§ **Exercise brief**
All of the records below are to be copied exactly.

§ **Data**

━━━━━━━━━━

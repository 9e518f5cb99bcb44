//! Per-(direction, shard) checkpoints.
//!
//! A checkpoint says "every change-log entry of this shard up to `timestamp`
//! has been incorporated into the opposite store". Only the orchestrator
//! writes them, and only after an acknowledged flush. Saves never move a
//! checkpoint backwards.

pub mod sql;

use std::collections::BTreeMap;
use std::fmt;
use std::ops::Range;
use std::sync::Arc;

use async_trait::async_trait;
use dashmap::DashMap;

use crate::changelog::now_millis;
use crate::coordinator::Direction;
use crate::storage::traits::StorageError;

pub use sql::SqlCheckpointStore;

#[derive(Debug, Clone, Copy, PartialEq, Eq, PartialOrd, Ord, Hash)]
pub struct CheckpointKey {
    pub direction: Direction,
    pub shard: u32,
}

impl CheckpointKey {
    #[must_use]
    pub fn new(direction: Direction, shard: u32) -> Self {
        Self { direction, shard }
    }
}

impl fmt::Display for CheckpointKey {
    fn fmt(&self, f: &mut fmt::Formatter<'_>) -> fmt::Result {
        write!(f, "{}/{}", self.direction, self.shard)
    }
}

#[derive(Debug, Clone, Copy, PartialEq, Eq)]
pub struct Checkpoint {
    /// Logical time (epoch millis) the shard is synchronized up to
    pub timestamp: i64,
    /// Wall-clock time of the save
    pub updated_at: i64,
}

#[async_trait]
pub trait CheckpointStore: Send + Sync {
    async fn load(&self, key: CheckpointKey) -> Result<Option<Checkpoint>, StorageError>;

    /// Checkpoints for a contiguous run of shards; missing shards are absent.
    async fn load_range(
        &self,
        direction: Direction,
        shards: Range<u32>,
    ) -> Result<BTreeMap<u32, Checkpoint>, StorageError> {
        let mut found = BTreeMap::new();
        for shard in shards {
            if let Some(checkpoint) = self.load(CheckpointKey::new(direction, shard)).await? {
                found.insert(shard, checkpoint);
            }
        }
        Ok(found)
    }

    /// Raise the checkpoint to `timestamp`. A lower value leaves it untouched.
    async fn save(&self, key: CheckpointKey, timestamp: i64) -> Result<(), StorageError>;

    /// Delete every checkpoint.
    async fn clear(&self) -> Result<(), StorageError>;
}

/// Volatile checkpoints, for tests and `checkpoint.url: memory`.
#[derive(Debug, Default)]
pub struct MemoryCheckpointStore {
    entries: DashMap<CheckpointKey, Checkpoint>,
}

impl MemoryCheckpointStore {
    #[must_use]
    pub fn new() -> Self {
        Self::default()
    }

    /// All checkpoints, ordered by key.
    #[must_use]
    pub fn snapshot(&self) -> BTreeMap<CheckpointKey, Checkpoint> {
        self.entries.iter().map(|e| (*e.key(), *e.value())).collect()
    }

    #[must_use]
    pub fn len(&self) -> usize {
        self.entries.len()
    }

    #[must_use]
    pub fn is_empty(&self) -> bool {
        self.entries.is_empty()
    }
}

#[async_trait]
impl CheckpointStore for MemoryCheckpointStore {
    async fn load(&self, key: CheckpointKey) -> Result<Option<Checkpoint>, StorageError> {
        Ok(self.entries.get(&key).map(|e| *e.value()))
    }

    async fn save(&self, key: CheckpointKey, timestamp: i64) -> Result<(), StorageError> {
        let updated_at = now_millis();
        self.entries
            .entry(key)
            .and_modify(|current| {
                current.timestamp = current.timestamp.max(timestamp);
                current.updated_at = updated_at;
            })
            .or_insert(Checkpoint { timestamp, updated_at });
        Ok(())
    }

    async fn clear(&self) -> Result<(), StorageError> {
        self.entries.clear();
        Ok(())
    }
}

/// Open the checkpoint store named by `url` (`memory`, `sqlite:...`, `mysql://...`).
pub async fn open(url: &str) -> Result<Arc<dyn CheckpointStore>, StorageError> {
    if url == "memory" {
        return Ok(Arc::new(MemoryCheckpointStore::new()));
    }
    Ok(Arc::new(SqlCheckpointStore::new(url).await?))
}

━━━━━━━━━━

§ **Exercise answer**
repository 9e518f5cb99bcb44
//! Per-(direction, shard) checkpoints.
//!
//! A checkpoint says "every change-log entry of this shard up to `timestamp`
//! has been incorporated into the opposite store". Only the orchestrator
//! writes them, and only after an acknowledged flush. Saves never move a
//! checkpoint backwards.

pub mod sql;

use std::collections::BTreeMap;
use std::fmt;
use std::ops::Range;
use std::sync::Arc;

use async_trait::async_trait;
use dashmap::DashMap;

use crate::changelog::now_millis;
use crate::coordinator::Direction;
use crate::storage::traits::StorageError;

pub use sql::SqlCheckpointStore;

#[derive(Debug, Clone, Copy, PartialEq, Eq, PartialOrd, Ord, Hash)]
pub struct CheckpointKey {
    pub direction: Direction,
    pub shard: u32,
}

impl CheckpointKey {
    #[must_use]
    pub fn new(direction: Direction, shard: u32) -> Self {
        Self { direction, shard }
    }
}

impl fmt::Display for CheckpointKey {
    fn fmt(&self, f: &mut fmt::Formatter<'_>) -> fmt::Result {
        write!(f, "{}/{}", self.direction, self.shard)
    }
}

#[derive(Debug, Clone, Copy, PartialEq, Eq)]
pub struct Checkpoint {
    /// Logical time (epoch millis) the shard is synchronized up to
    pub timestamp: i64,
    /// Wall-clock time of the save
    pub updated_at: i64,
}

#[async_trait]
pub trait CheckpointStore: Send + Sync {
    async fn load(&self, key: CheckpointKey) -> Result<Option<Checkpoint>, StorageError>;

    /// Checkpoints for a contiguous run of shards; missing shards are absent.
    async fn load_range(
        &self,
        direction: Direction,
        shards: Range<u32>,
    ) -> Result<BTreeMap<u32, Checkpoint>, StorageError> {
        let mut found = BTreeMap::new();
        for shard in shards {
            if let Some(checkpoint) = self.load(CheckpointKey::new(direction, shard)).await? {
                found.insert(shard, checkpoint);
            }
        }
        Ok(found)
    }

    /// Raise the checkpoint to `timestamp`. A lower value leaves it untouched.
    async fn save(&self, key: CheckpointKey, timestamp: i64) -> Result<(), StorageError>;

    /// Delete every checkpoint.
    async fn clear(&self) -> Result<(), StorageError>;
}

/// Volatile checkpoints, for tests and `checkpoint.url: memory`.
#[derive(Debug, Default)]
pub struct MemoryCheckpointStore {
    entries: DashMap<CheckpointKey, Checkpoint>,
}

impl MemoryCheckpointStore {
    #[must_use]
    pub fn new() -> Self {
        Self::default()
    }

    /// All checkpoints, ordered by key.
    #[must_use]
    pub fn snapshot(&self) -> BTreeMap<CheckpointKey, Checkpoint> {
        self.entries.iter().map(|e| (*e.key(), *e.value())).collect()
    }

    #[must_use]
    pub fn len(&self) -> usize {
        self.entries.len()
    }

    #[must_use]
    pub fn is_empty(&self) -> bool {
        self.entries.is_empty()
    }
}

#[async_trait]
impl CheckpointStore for MemoryCheckpointStore {
    async fn load(&self, key: CheckpointKey) -> Result<Option<Checkpoint>, StorageError> {
        Ok(self.entries.get(&key).map(|e| *e.value()))
    }

    async fn save(&self, key: CheckpointKey, timestamp: i64) -> Result<(), StorageError> {
        let updated_at = now_millis();
        self.entries
            .entry(key)
            .and_modify(|current| {
                current.timestamp = current.timestamp.max(timestamp);
                current.updated_at = updated_at;
            })
            .or_insert(Checkpoint { timestamp, updated_at });
        Ok(())
    }

    async fn clear(&self) -> Result<(), StorageError> {
        self.entries.clear();
        Ok(())
    }
}

/// Open the checkpoint store named by `url` (`memory`, `sqlite:...`, `mysql://...`).
pub async fn open(url: &str) -> Result<Arc<dyn CheckpointStore>, StorageError> {
    if url == "memory" {
        return Ok(Arc::new(MemoryCheckpointStore::new()));
    }
    Ok(Arc::new(SqlCheckpointStore::new(url).await?))
}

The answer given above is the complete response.